With total online trade in Europe representing €2.1 trillion in 2005, Forrester advises that firms must stop quibbling over adding more features to today’s already dysfunctional trade sites. Today, eMarketplaces are all the rage but firms place too much emphasis on these consortia that are mired in anticompetitive concerns, indecisiveness, and connectivity issues, and will miss out on B2B commerce site opportunities. eMarketplaces focus on auctions but auctions and reverse auctions will only handle a miserable 2.7% of total European online trade volume by 2005: Firms investing in this area will get little or no return. Also, extranets as separate online initiatives ensure tight security around confidential trading transactions, but the closed nature of these systems prevents firms from partnering in real time and collaborating online.
Focusing on B2B commerce sites will allow firms to benefit from improved sales at lower costs and higher-quality services. Therefore, B2B commerce sites must mature to include collaboration and ensure accessibility of business processes to their customers from product inception to after-sales service. Firms must improve overall profitability as business process re-engineering efforts make eBusiness investments pay off. Finally, companies must drive brand enhancement online. Whether companies diversify, consolidate into conglomerates, or maintain fixed or loose partner relations, the trade site must form the common denominator to the outside world, with one uniform message geared around attracting online customers.

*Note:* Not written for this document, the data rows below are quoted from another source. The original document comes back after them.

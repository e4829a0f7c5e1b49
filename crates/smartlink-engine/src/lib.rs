//! # smartlink-engine
//!
//! The SmartLink broadcast engine: drives the two timed UDP broadcast
//! phases that carry a [`ProvisioningRequest`] to a listening device, and
//! orchestrates the surrounding provisioning flow (token, broadcast, device
//! watch).
//!
//! Layering follows the usual application/infrastructure split:
//!
//! - **`application`** – the pacing loop ([`SmartLinkEngine`]), the
//!   external-collaborator traits ([`TokenProvider`], [`DeviceWatcher`]),
//!   and the [`LinkWizard`] that wires them together. Everything here works
//!   against traits, so it is tested with in-tree mocks and never opens a
//!   socket.
//!
//! - **`infrastructure`** – the real [`UdpBroadcastSession`] (socket
//!   lifecycle, zero-filled datagrams) and TOML configuration persistence.
//!
//! The protocol itself — what lengths to send and when — lives in
//! `smartlink-core`; this crate only executes the plan.

pub mod application;
pub mod infrastructure;

pub use application::collaborators::{
    DeviceWatcher, LinkToken, LinkedDevice, TokenError, TokenProvider, WatchError,
};
pub use application::register::{
    BroadcastLink, CancelFlag, LinkError, Pacer, Phase, SmartLinkEngine, TokioPacer,
};
pub use application::wizard::{LinkOptions, LinkWizard, WizardError};
pub use infrastructure::network::broadcast::{BroadcastConfig, UdpBroadcastSession};
pub use infrastructure::storage::config::{LinkConfig, NetworkSettings};

pub use smartlink_core::ProvisioningRequest;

“For the European 100 to tap online trade opportunities, an initial investment in excess of €11 million is required,” Homs added. “The cost of integrating the plethora of applications will eat up half the IT investment in the first year. But once the technical infrastructure and apps are functioning, the work force necessary to maintain online sales sites will soar — for instance, just keeping the site up-to-date will account for 51% of the ongoing budget. Also, B2B commerce sites require marketing programs just like any other part of the business that is chartered with attracting customers. After the initial launch, costs will catapult to 15% of ongoing spending to keep the trade site up. But the return on investment will be worth it: For instance, a top European 100 transportation company can generate a whopping €6.5 billion by 2005 through online sell-side trade or 33% of its total trade. To achieve this return, firms must concentrate on supporting users and continuously realigning objectives.”
For the Report, “ROI Of Europe’s eCommerce Sites,” Forrester interviewed 42 European executives responsible for their firms’ B2B sites.